Most people know that I’m obsessed with grammar. I proofread my posts 3-4 times before publishing them, and sometimes I re-read them after a while and find myself horrified by a random typo. So today I’ve decided to talk about the most common grammar mistakes and give some advice on how to avoid them.
You’re vs. your
I know to a lot of people this one is not a big deal, and most people do get this right. But I still see this mistake being made a lot, so I thought I should mention it.
The easiest way to remember the difference between these two words is by looking at the apostrophe. That little line that separates you and re isn’t just there, it actually means that two words were connected by taking away one letter. If you separate the original words, you get you are. So keeping that in mind, it should be easy to know when to use you’re or your. Just turn you’re into you are in your head and consider whether it works in your sentence.
You’re going to walk the dog. -> You are going to walk the dog. | Correct!
That is you’re dog. -> That is you are dog. | Wrong! Correct: That is your dog.
It’s vs. its
I personally really like this one, because so many people make this mistake, and I myself used to get confused about it all the time.
To remember when to use each word, the same rule applies as in the example above. The apostrophe in it’s separates the two words it and is. So just separate them in your head and think whether that works.
It’s a very nice day. -> It is a very nice day. | Correct!
The shop sold it’s cars. -> The shop sold it is cars. | Wrong! Correct: The shop sold its cars.
Whose vs. who’s
Another one that a lot of people get wrong. Again, the same rule applies: who’s comes from who and is or who and has, while whose simply shows who something belongs to.
Who’s coming with me? -> Who is coming with me? | Correct!
Who’s shoes are these? -> Who is shoes are these? | Wrong! Correct: Whose shoes are these?
Remember, if you’re asking who something belongs to, always use whose.
Lie vs. lay
My personal favourite – I don’t think anyone ever gets this right. I’ve seen these words used the wrong way more times than I’ve seen them used correctly. I’m gonna try to make this as easy to understand as possible, because it’s a bit tricky.
The word lie is personal, it’s something you do yourself without anyone or anything else involved. Example: I lie on the couch.
The word lay, however, is something you do to something or someone else. Example: I lay the book on the table. You’re not the one lying on the table, the book is, you’re just the one putting it there. You can also use this with people: I carry her and then lay her on the couch. (Keep in mind all of this is in the present tense.)

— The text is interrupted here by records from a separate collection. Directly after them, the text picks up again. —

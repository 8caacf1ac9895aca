use crate::message::{ChangeEvent, Payload, ProjectId, RegistryStats, SessionId};
use crate::session::Session;
use log::*;
use std::collections::HashMap;
use tokio::sync::mpsc::{error::TrySendError, Sender};

/// Outcome of routing one change event.
#[derive(Debug, PartialEq)]
pub enum Delivery {
    /// No session is registered under the event's project; the event is dropped.
    NoSubscribers,
    Delivered {
        /// Sessions that accepted the payload.
        delivered: usize,
        /// Sessions removed because their outbound queue was full or closed.
        evicted: Vec<SessionId>,
    },
}

/// Session registry with dual indices, owned by the hub control loop.
///
/// The loop is the only writer, so the maps need no locking of their own. Each
/// membership holds the only `Sender` of its session's outbound queue: dropping
/// the entry is what closes the queue.
#[derive(Default)]
pub struct Registry {
    /// Primary storage: which project a session belongs to.
    sessions: HashMap<SessionId, ProjectId>,

    /// Secondary index: routing from project to its members' outbound queues.
    projects: HashMap<ProjectId, HashMap<SessionId, Sender<Payload>>>,
}

impl Registry {
    pub fn new() -> Self {
        Self::default()
    }

    /// Add a session to its project's set. Returns `false` if the session id is
    /// already registered, in which case nothing changes.
    pub fn register(&mut self, session: Session) -> bool {
        let Session {
            id,
            project,
            sender,
        } = session;

        if self.sessions.contains_key(&id) {
            return false;
        }

        self.projects
            .entry(project.clone())
            .or_default()
            .insert(id.clone(), sender);
        self.sessions.insert(id, project);

        true
    }

    /// Remove a session and close its outbound queue. Returns `false` if the
    /// session was not registered.
    pub fn unregister(&mut self, id: &SessionId) -> bool {
        let Some(project) = self.sessions.remove(id) else {
            return false;
        };

        if let Some(members) = self.projects.get_mut(&project) {
            // Dropping the sender closes the queue
            members.remove(id);

            // Clean up empty project entries
            if members.is_empty() {
                self.projects.remove(&project);
            }
        }

        true
    }

    /// Offer the event's payload to every session of its project without waiting.
    ///
    /// A session whose queue is full cannot keep up and is evicted on the spot,
    /// as is a session whose writer has already gone away.
    pub fn publish(&mut self, event: &ChangeEvent) -> Delivery {
        let Some(members) = self.projects.get_mut(&event.project) else {
            return Delivery::NoSubscribers;
        };

        let mut evicted = Vec::new();
        members.retain(|id, sender| match sender.try_send(event.payload.clone()) {
            Ok(()) => true,
            Err(TrySendError::Full(_)) => {
                warn!(
                    "Outbound queue full for session {} in project {}, evicting slow consumer",
                    id, event.project
                );
                evicted.push(id.clone());
                false
            }
            Err(TrySendError::Closed(_)) => {
                debug!(
                    "Outbound queue already closed for session {} in project {}, removing",
                    id, event.project
                );
                evicted.push(id.clone());
                false
            }
        });

        let delivered = members.len();
        if members.is_empty() {
            self.projects.remove(&event.project);
        }
        for id in &evicted {
            self.sessions.remove(id);
        }

        Delivery::Delivered { delivered, evicted }
    }

    pub fn contains(&self, id: &SessionId) -> bool {
        self.sessions.contains_key(id)
    }

    pub fn project_of(&self, id: &SessionId) -> Option<&ProjectId> {
        self.sessions.get(id)
    }

    pub fn len(&self) -> usize {
        self.sessions.len()
    }

    pub fn is_empty(&self) -> bool {
        self.sessions.is_empty()
    }

    pub fn stats(&self) -> RegistryStats {
        RegistryStats {
            sessions: self.sessions.len(),
            projects: self
                .projects
                .iter()
                .map(|(project, members)| (project.clone(), members.len()))
                .collect(),
        }
    }
}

I think the part above, although a bit strange at first, is easy enough to get used to and remember. Where things get annoying is with the past tense and the past participle.
The worst thing: the past tense of lie is lay.
Present tense: I lie in bed today.
Past tense: I lay in bed yesterday.
Past participle: I have lain in bed since last week.
The past tense and the past participle of the verb lay are more fun though, especially if you have the sense of humour of a 15-year-old boy. Both the past tense and the past participle of lay are laid. That’s really easy to remember if you just think about the world’s favourite expression: I just got laid.
That is, surprisingly enough, perfectly correct. Remember how lay is something you do to someone or something else? Well, when you say someone gets laid, they’re getting laid by someone else, so it makes sense. (I don’t know how much longer I can keep talking about getting laid in a serious way so I’m gonna stop.)
Present tense: I lay the book on the table now.
Past tense: I laid the book on the table yesterday.
Past participle: I have laid the book on the table every day since I was born.
There is a wonderful post about the difference between lie and lay on the Quick and Dirty Tips website, which is where I learned pretty much everything I know about grammar a few years ago. You can check out the post here. The website features a very useful image that sums up the present and past tense and the past participle of both lie and lay – I’m gonna insert the image below, but keep in mind that it’s not my work and originally comes from said website.
If you have problems remembering all of this, I would suggest you download the image and save it, so that whenever you’re unsure which word to use you can check. That’s what I did when I first found out that there even was a difference between lie and lay. (Good times.)
I know this seems like a lot – just take it step by step, and don’t feel like you have to know any of this. Grammar is not a vital thing, it’s just a nice little extra that can make your blog (or any other piece of writing you might be working on) seem a bit more professional. I personally love grammar and language in general, so learning stuff like this is fun for me, but it’s not for everyone, and I don’t want you to feel pressured. Also, don’t forget that everyone makes mistakes, and there’s nothing wrong with slipping up sometimes.
If this post was helpful in any way, I would love to know. And if there are any other grammar-related things you’d like me to talk about, I’d be more than happy to! I’m now going to shut up, because I think I’ve annoyed you guys enough for today.